The Linux Foundation’s OPNFV Project claims 94% of telecom operators have NFV plans, although security, MANO and OSS/BSS remain top concerns

A recent survey released by the Linux Foundation’s Open Platform for NFV Project, found an increasingly small percentage of telecom operators have not yet planned for network functions virtualization.
The survey, which was conducted for OPNFV by Heavy Reading and released at the recent OPNFV Summit, noted 6% of the more than 90 telecom operators questioned did not have an NFV strategy planned at all, down from 14% last September.
In highlighting its own progress in support of deployment plans, OPNFV said 99% of respondents believe the organization will deliver on its promise of a “carrier-grade, integrated, open source reference platform intended to accelerate the introduction of new products and services,” with a focus on working with upstream projects to coordinate continuous integration and testing while filling development gaps. Nearly the same percentage (93%) of those operators also said they believe OPNFV is “essential or important to the telecom industry as a whole,” and 97% said they plan to leverage “the output of OPNFV in some way.”
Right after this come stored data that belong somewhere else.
use std::sync::Arc;

use crate::foundation::core::{Point, Viewport};

/// Aspect ratio assumed for time allocation before the first resize.
pub const DEFAULT_ASPECT: f64 = 2.5;

/// How normalized waypoints land on the pixel surface.
#[derive(Clone, Copy, Debug, PartialEq, serde::Serialize, serde::Deserialize)]
#[serde(rename_all = "snake_case")]
pub enum PathMapping {
    /// x scales with width and y with height.
    Stretch,
    /// A centered square whose side is `fill` times the shorter canvas side.
    /// Angles survive any aspect ratio.
    CenteredSquare {
        /// Square side over the shorter canvas side.
        fill: f64,
    },
}

impl PathMapping {
    /// Square mapping sized to 82% of the shorter side.
    pub const SQUARE_82: Self = Self::CenteredSquare { fill: 0.82 };

    /// Pixel position of normalized point `p`.
    pub fn map(self, p: Point, vp: Viewport) -> Point {
        match self {
            Self::Stretch => vp.to_pixels(p),
            Self::CenteredSquare { fill } => {
                let size = vp.w().min(vp.h()) * fill;
                let ox = (vp.w() - size) / 2.0;
                let oy = (vp.h() - size) / 2.0;
                Point::new(ox + p.x * size, oy + p.y * size)
            }
        }
    }

    /// Weight applied to x deltas when measuring segment lengths.
    pub fn x_weight(self, aspect: f64) -> f64 {
        match self {
            Self::Stretch => aspect,
            Self::CenteredSquare { .. } => 1.0,
        }
    }
}

/// Immutable ordered list of normalized waypoints.
#[derive(Clone, Debug, PartialEq)]
pub struct PathSpec {
    points: Arc<[Point]>,
}

impl PathSpec {
    /// Path through `points`, in order.
    pub fn new(points: impl Into<Vec<Point>>) -> Self {
        let points: Vec<Point> = points.into();
        Self {
            points: points.into(),
        }
    }

    /// Waypoints in normalized units.
    pub fn points(&self) -> &[Point] {
        &self.points
    }

    /// Number of waypoints.
    pub fn len(&self) -> usize {
        self.points.len()
    }

    /// `true` for a path without waypoints.
    pub fn is_empty(&self) -> bool {
        self.points.is_empty()
    }

    /// Pixel-space copy of the path for the given surface.
    pub fn to_pixels(&self, mapping: PathMapping, vp: Viewport) -> Vec<Point> {
        self.points.iter().map(|&p| mapping.map(p, vp)).collect()
    }
}

/// Cumulative time at each waypoint, allocated proportionally to segment
/// length.
#[derive(Clone, Debug, PartialEq)]
pub struct SegmentTimeline {
    times: Vec<f64>,
    total: f64,
}

impl SegmentTimeline {
    /// Allocate `total` across the segments of `points`. x deltas are scaled by
    /// `x_weight` before measuring. A path with no length spreads time evenly.
    pub fn build(points: &[Point], total: f64, x_weight: f64) -> Self {
        let lengths: Vec<f64> = points
            .windows(2)
            .map(|w| {
                let dx = (w[1].x - w[0].x) * x_weight;
                let dy = w[1].y - w[0].y;
                dx.hypot(dy)
            })
            .collect();
        let sum: f64 = lengths.iter().sum();

        let mut times = Vec::with_capacity(points.len().max(1));
        times.push(0.0);
        if lengths.is_empty() {
            return Self { times, total };
        }

        let even = total / lengths.len() as f64;
        let mut acc = 0.0;
        for len in &lengths {
            let share = if sum > 0.0 { len / sum * total } else { even };
            acc += share;
            times.push(acc);
        }
        // Pin the last entry against accumulated rounding.
        if let Some(last) = times.last_mut() {
            *last = total;
        }
        Self { times, total }
    }

    /// Cumulative time at each waypoint; starts at 0.
    pub fn times(&self) -> &[f64] {
        &self.times
    }

    /// Time at the last waypoint.
    pub fn total(&self) -> f64 {
        self.total
    }

    /// Index `i >= 1` of the waypoint that ends the segment containing `t`.
    /// Returns `None` for paths with fewer than two waypoints.
    pub fn segment_end(&self, t: f64) -> Option<usize> {
        if self.times.len() < 2 {
            return None;
        }
        let last = self.times.len() - 1;
        Some((1..=last).find(|&i| t <= self.times[i]).unwrap_or(last))
    }

    /// Segment end index and progress ratio within that segment.
    pub fn locate(&self, t: f64) -> Option<(usize, f64)> {
        let i = self.segment_end(t)?;
        let start = self.times[i - 1];
        let mut span = self.times[i] - start;
        if span == 0.0 {
            span = 1.0;
        }
        Some((i, (t - start) / span))
    }

    /// Interpolated position on `points` (same length as the timeline) at `t`.
    pub fn position(&self, points: &[Point], t: f64) -> Option<Point> {
        let (i, ratio) = self.locate(t)?;
        let a = *points.get(i - 1)?;
        let b = *points.get(i)?;
        Some(if ratio <= 0.0 {
            a
        } else if ratio >= 1.0 {
            b
        } else {
            a.lerp(b, ratio)
        })
    }
}

#[cfg(test)]
#[path = "../../tests/unit/motion/path.rs"]
mod tests;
Despite the optimism, operators indicated that a lack of skill set and lack of upper management support remain the biggest barriers for their involvement in OPNFV. Telecom operators noted security is the top technology OPNFV “should investigate,” which the organization said it is working through based on the formation last year of its security working group. Operating support systems and business support systems, and management and orchestration also were cited as areas of needed focus.
“It’s inspiring to see that the industry believes in the importance of what we’re doing with OPNFV,” said Heather Kirksey, OPNFV director. “Our strong community continues to grow and thrive, and while we’re still a young organization, the results of the survey indicate we’re still on the right path. It’s important we get a regular pulse on what the industry needs so we can refine our approach and focus our efforts on how best to accelerate open source NFV.”
OPNFV was founded in late 2014, with founding members including the likes of AT&T, China Mobile, Cisco, NTT DoCoMo and Vodafone. The organization earlier this year launched its second platform release dubbed Brahmaputra, which the organization said tapped code from various upstream communities,including OpenStack, OpenDaylight, OpenContrail, Open Network Lab’s Open Network Operating System project and the European Telecommunications Standards Institute.